« Iris est brune, un peu métisse, les yeux verts, pas très grande … »
Au fur et à mesure que Rose lui décrit son amie, Axel pâlit. Son visage devient blanc comme neige et ses yeux se perdent dans le vague. Rose inquiète, le prend par le bras et l’aide à s’asseoir sur un banc.
" Axel ? " l’interroge -t-elle
Le jeune homme reste muet et immobile. Alors elle réessaie plus fort :
" Axel ? "
Il reprend ses esprits et la fixe quelques secondes. Il commence lentement :
« Je crois que je connais ta nouvelle amie. Il faut que je te raconte notre histoire….
C’était il y a quelques années, mes parents archéologues, participaient à une fouille en Amazonie. J’étais trop jeune pour les accompagner sur le site, je restai donc au village avec Mme Mercier. Iris était la fille des archéologues ayant trouvé le temple maya sur le site archéologique de Cara Blanca. On est très vite devenu complices. Elle était gentille, attentionnée, drôle.
– Elle l’est toujours, affirme Rose.
– On faisait les quatre cents coups ensemble, j’ai certainement passé les six meilleurs mois de toute ma vie. Mais le moment de nous dire au revoir est arrivé.
Le jour de mon départ j’ai offert à Iris un collier semblable à ton collier à tête Mundurucu au dos duquel était gravée une inscription en portugais “Que crescer o que quero diser“. Cette inscription m’avait beaucoup plu, cette phrase sonnait bien. Je n’en comprenais pas exactement le sens mais elle signifiait pour moi qu’on allait se revoir quand on serait grands. Elle me donnait de l’espoir. Je pensais qu’Iris se souviendrait de moi grâce à ce collier. Nous sommes ensuite rentrés et je ne l’ai jamais revue.
" Et si elle ne t’avait jamais oublié ? Si elle t’attendait toujours ? Si c’était elle qui t’avait envoyé cette carte ?"

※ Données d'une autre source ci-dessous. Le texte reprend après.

//! Handles to supervised processes.

#![allow(unsafe_code)]

use std::fmt;
use std::fs::{File, OpenOptions};
use std::io::Write;
use std::os::unix::fs::OpenOptionsExt;
use std::str::FromStr;
use std::sync::Arc;
use std::time::Duration;

use kennel_common::{KennelError, KennelResult, ProcessDir};
use kennel_oci::TtySize;
use parking_lot::Mutex;
use tokio::io::{AsyncRead, AsyncWrite};
use tokio::sync::watch;

use super::pidfile::{self, PidFileReader};
use crate::notify;

/// How long [`Process::wait`] lets output streams drain after exit.
pub const STREAM_DRAIN_TIMEOUT: Duration = Duration::from_secs(5);

/// Lifecycle of one process. Transitions only move forward.
#[derive(Debug, Clone, Copy, PartialEq, Eq)]
pub enum ProcessState {
    /// Plumbing exists; nothing launched.
    Created,
    /// Supervisor started, launch status pending.
    Launching,
    /// The runtime launched the process.
    Running,
    /// Exit code known.
    Exited(i32),
}

impl ProcessState {
    const fn rank(self) -> u8 {
        match self {
            Self::Created => 0,
            Self::Launching => 1,
            Self::Running => 2,
            Self::Exited(_) => 3,
        }
    }

    /// Move to `next` if it comes later in the lifecycle. Returns whether
    /// the state changed.
    pub fn advance(&mut self, next: Self) -> bool {
        if next.rank() <= self.rank() {
            return false;
        }
        *self = next;
        true
    }
}

/// Signals a process can be sent.
#[derive(Debug, Clone, Copy, PartialEq, Eq)]
pub enum Signal {
    /// `SIGHUP`
    Hangup,
    /// `SIGINT`
    Interrupt,
    /// `SIGQUIT`
    Quit,
    /// `SIGKILL`
    Kill,
    /// `SIGUSR1`
    User1,
    /// `SIGUSR2`
    User2,
    /// `SIGTERM`
    Terminate,
}

impl Signal {
    /// Signal number.
    #[must_use]
    pub const fn as_raw(self) -> i32 {
        match self {
            Self::Hangup => libc::SIGHUP,
            Self::Interrupt => libc::SIGINT,
            Self::Quit => libc::SIGQUIT,
            Self::Kill => libc::SIGKILL,
            Self::User1 => libc::SIGUSR1,
            Self::User2 => libc::SIGUSR2,
            Self::Terminate => libc::SIGTERM,
        }
    }

    /// Name without the `SIG` prefix, as runtimes expect it.
    #[must_use]
    pub const fn name(self) -> &'static str {
        match self {
            Self::Hangup => "HUP",
            Self::Interrupt => "INT",
            Self::Quit => "QUIT",
            Self::Kill => "KILL",
            Self::User1 => "USR1",
            Self::User2 => "USR2",
            Self::Terminate => "TERM",
        }
    }
}

impl fmt::Display for Signal {
    fn fmt(&self, f: &mut fmt::Formatter<'_>) -> fmt::Result {
        write!(f, "SIG{}", self.name())
    }
}

impl FromStr for Signal {
    type Err = KennelError;

    fn from_str(s: &str) -> Result<Self, Self::Err> {
        let upper = s.to_ascii_uppercase();
        let name = upper.strip_prefix("SIG").unwrap_or(&upper);
        Ok(match name {
            "HUP" | "1" => Self::Hangup,
            "INT" | "2" => Self::Interrupt,
            "QUIT" | "3" => Self::Quit,
            "KILL" | "9" => Self::Kill,
            "USR1" | "10" => Self::User1,
            "USR2" | "12" => Self::User2,
            "TERM" | "15" => Self::Terminate,
            _ => {
                return Err(KennelError::Config {
                    message: format!("unknown signal {s:?}"),
                });
            }
        })
    }
}

/// Caller-side stdio of a process. Absent streams are closed (stdin) or
/// discarded (stdout/stderr).
#[derive(Default)]
pub struct ProcessIo {
    /// Copied into the process's stdin; EOF closes it.
    pub stdin: Option<Box<dyn AsyncRead + Send + Unpin>>,
    /// Receives the process's stdout.
    pub stdout: Option<Box<dyn AsyncWrite + Send + Unpin>>,
    /// Receives the process's stderr.
    pub stderr: Option<Box<dyn AsyncWrite + Send + Unpin>>,
}

impl ProcessIo {
    /// Feed `reader` to stdin.
    #[must_use]
    pub fn with_stdin(mut self, reader: impl AsyncRead + Send + Unpin + 'static) -> Self {
        self.stdin = Some(Box::new(reader));
        self
    }

    /// Send stdout to `writer`.
    #[must_use]
    pub fn with_stdout(mut self, writer: impl AsyncWrite + Send + Unpin + 'static) -> Self {
        self.stdout = Some(Box::new(writer));
        self
    }

    /// Send stderr to `writer`.
    #[must_use]
    pub fn with_stderr(mut self, writer: impl AsyncWrite + Send + Unpin + 'static) -> Self {
        self.stderr = Some(Box::new(writer));
        self
    }
}

impl fmt::Debug for ProcessIo {
    fn fmt(&self, f: &mut fmt::Formatter<'_>) -> fmt::Result {
        f.debug_struct("ProcessIo")
            .field("stdin", &self.stdin.is_some())
            .field("stdout", &self.stdout.is_some())
            .field("stderr", &self.stderr.is_some())
            .finish()
    }
}

#[derive(Debug)]
struct Inner {
    dir: ProcessDir,
    pidfile: PidFileReader,
    supervisor: Option<watch::Receiver<Option<i32>>>,
    drained: watch::Receiver<bool>,
    winsz: Mutex<Option<File>>,
    state: Mutex<ProcessState>,
}

/// A launched (or re-attached) process. Clones share state.
#[derive(Debug, Clone)]
pub struct Process {
    inner: Arc<Inner>,
}

impl Process {
    /// Handle for a process whose launch just succeeded. `state` is where
    /// the launch left off; it moves on to [`ProcessState::Running`].
    pub(crate) fn running(
        dir: ProcessDir,
        pidfile: PidFileReader,
        mut state: ProcessState,
        supervisor: watch::Receiver<Option<i32>>,
        drained: watch::Receiver<bool>,
        winsz: File,
    ) -> Self {
        state.advance(ProcessState::Running);
        Self::build(dir, pidfile, state, Some(supervisor), drained, Some(winsz))
    }

    pub(crate) fn attached(dir: ProcessDir, pidfile: PidFileReader) -> Self {
        let (_, drained) = watch::channel(true);
        let state = read_exitcode(&dir).map_or(ProcessState::Running, ProcessState::Exited);
        Self::build(dir, pidfile, state, None, drained, None)
    }

    fn build(
        dir: ProcessDir,
        pidfile: PidFileReader,
        state: ProcessState,
        supervisor: Option<watch::Receiver<Option<i32>>>,
        drained: watch::Receiver<bool>,
        winsz: Option<File>,
    ) -> Self {
        Self {
            inner: Arc::new(Inner {
                dir,
                pidfile,
                supervisor,
                drained,
                winsz: Mutex::new(winsz),
                state: Mutex::new(state),
            }),
        }
    }

    /// Process identifier (the handle for init processes).
    #[must_use]
    pub fn id(&self) -> &str {
        self.inner.dir.id()
    }

    /// Process directory.
    #[must_use]
    pub fn dir(&self) -> &ProcessDir {
        &self.inner.dir
    }

    /// Current state.
    #[must_use]
    pub fn state(&self) -> ProcessState {
        *self.inner.state.lock()
    }

    /// Pid from the pidfile, if it has been written.
    #[must_use]
    pub fn pid(&self) -> Option<i32> {
        pidfile::try_read(&self.inner.dir.pidfile())
    }

    /// Wait for the process to exit and return its exit code.
    ///
    /// Any number of callers may wait concurrently. Output streams get
    /// [`STREAM_DRAIN_TIMEOUT`] to finish after the exit.
    ///
    /// # Errors
    ///
    /// Returns an error if the exit socket cannot be reached, or
    /// [`KennelError::ProcessNotFound`] if no exit code was recorded and no
    /// supervisor status is available.
    pub async fn wait(&self) -> KennelResult<i32> {
        if let ProcessState::Exited(code) = self.state() {
            return Ok(code);
        }

        notify::wait(&self.inner.dir.exit_socket()).await?;

        let code = match read_exitcode(&self.inner.dir) {
            Some(code) => code,
            None => self.supervisor_exit().await.ok_or_else(|| KennelError::ProcessNotFound {
                id: self.id().to_string(),
            })?,
        };

        let mut drained = self.inner.drained.clone();
        if tokio::time::timeout(STREAM_DRAIN_TIMEOUT, drained.wait_for(|done| *done))
            .await
            .is_err()
        {
            tracing::warn!(id = self.id(), "Output streams still open after exit");
        }

        self.inner.state.lock().advance(ProcessState::Exited(code));
        tracing::debug!(id = self.id(), code, "Process exited");
        Ok(code)
    }

    /// Exit status of the supervisor, once it has been reaped.
    pub async fn supervisor_exit(&self) -> Option<i32> {
        let mut status = self.inner.supervisor.clone()?;
        let code = *status.wait_for(Option::is_some).await.ok()?;
        code
    }

    /// Whether the process is known to have exited, so its pid may already
    /// belong to someone else.
    fn has_exited(&self) -> bool {
        if matches!(self.state(), ProcessState::Exited(_)) {
            return true;
        }
        if let Some(code) = read_exitcode(&self.inner.dir) {
            self.inner.state.lock().advance(ProcessState::Exited(code));
            return true;
        }
        self.inner
            .supervisor
            .as_ref()
            .is_some_and(|status| status.borrow().is_some())
    }

    /// Send `signal` to the process.
    ///
    /// # Errors
    ///
    /// Returns [`KennelError::ProcessNotFound`] once the process has exited,
    /// [`KennelError::PidFileTimeout`] if the pid never becomes known, or the
    /// `kill` error.
    pub async fn signal(&self, signal: Signal) -> KennelResult<()> {
        if self.has_exited() {
            return Err(KennelError::ProcessNotFound {
                id: self.id().to_string(),
            });
        }
        let pid = self.inner.pidfile.read(&self.inner.dir.pidfile()).await?;
        if self.has_exited() {
            return Err(KennelError::ProcessNotFound {
                id: self.id().to_string(),
            });
        }
        if unsafe { libc::kill(pid, signal.as_raw()) } < 0 {
            let err = std::io::Error::last_os_error();
            if err.raw_os_error() == Some(libc::ESRCH) {
                return Err(KennelError::ProcessNotFound { id: pid.to_string() });
            }
            return Err(err.into());
        }
        tracing::debug!(id = self.id(), pid, %signal, "Signaled process");
        Ok(())
    }

    /// Resize the process's terminal.
    ///
    /// # Errors
    ///
    /// Returns an error if the control FIFO has no reader or cannot be
    /// written.
    pub fn set_tty(&self, size: TtySize) -> KennelResult<()> {
        let mut line = serde_json::to_vec(&size)?;
        line.push(b'\n');

        let mut winsz = self.inner.winsz.lock();
        if winsz.is_none() {
            let control = OpenOptions::new()
                .write(true)
                .custom_flags(libc::O_NONBLOCK)
                .open(self.inner.dir.winsz())?;
            *winsz = Some(control);
        }
        if let Some(control) = winsz.as_mut() {
            control.write_all(&line)?;
        }
        Ok(())
    }
}

fn read_exitcode(dir: &ProcessDir) -> Option<i32> {
    std::fs::read_to_string(dir.exitcode()).ok()?.trim().parse().ok()
}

Le garçon ne répond pas tout de suite, perdu dans ses pensées. Les longues journées d’amusement partagées avec Iris lui revenant en mémoire, il finit par lui demander, décidé à la revoir :
"Rose, tu sais où habite Iris maintenant ?"
Son amie lui sourit.
" Suis moi je t’y conduis. »
Une fois dans le bus la conversation reprend et Rose demande :
« - Et mon collier, tu sais d’où il vient ?
– Mme Mercier adorait les petites babioles dans ce genre. Cela ne m’étonnerait pas que celui que j’ai offert à Iris lui ait plu et qu’elle ait décidé d’acheter le même."
Un silence s’installe pendant le reste du trajet. Axel, la gorge nouée d’appréhension, n’ose dire mot.
- On descend là. »
Ils marchent ensemble jusqu’à la grande maison d’Iris et s’arrêtent devant la porte. Le voyant hésiter, Rose saisit son bras et le serre pour lui donner du courage. Axel la regarde et finit par presser la sonnette.
« Voilà l’histoire de vos parents »
Rose, soixante-cinq ans, est entourée de Jack, Pierre et Jean. En cette triste journée, la famille Martin fait son deuil. Iris est morte, emportée par la maladie. Elle laisse un grand vide dans le cœur de son mari Axel, de ses enfants et de son amie Rose.
« Au fait Rose, ma mère avait un collier avec une inscription en portugais, est-ce que tu sais ce qu’elle signifie ? » demande Jack.
– Tu parles de l’inscription "Que crescer o que quero diser“ ?
– Oui
– Sa traduction est « Ce que grandir veut dire »
Rose juge important de transmettre cette histoire car malgré le temps et la distance, Axel et Iris sont restés proches et se sont mariés quelques années après s’être retrouvés. Les trois enfants ont affronté la vie, les malheurs, les pleurs, les déceptions et la perte. Aimer, accepter, changer, subir mais se relever, rester soudés et se rappeler voilà ce que grandir veut dire.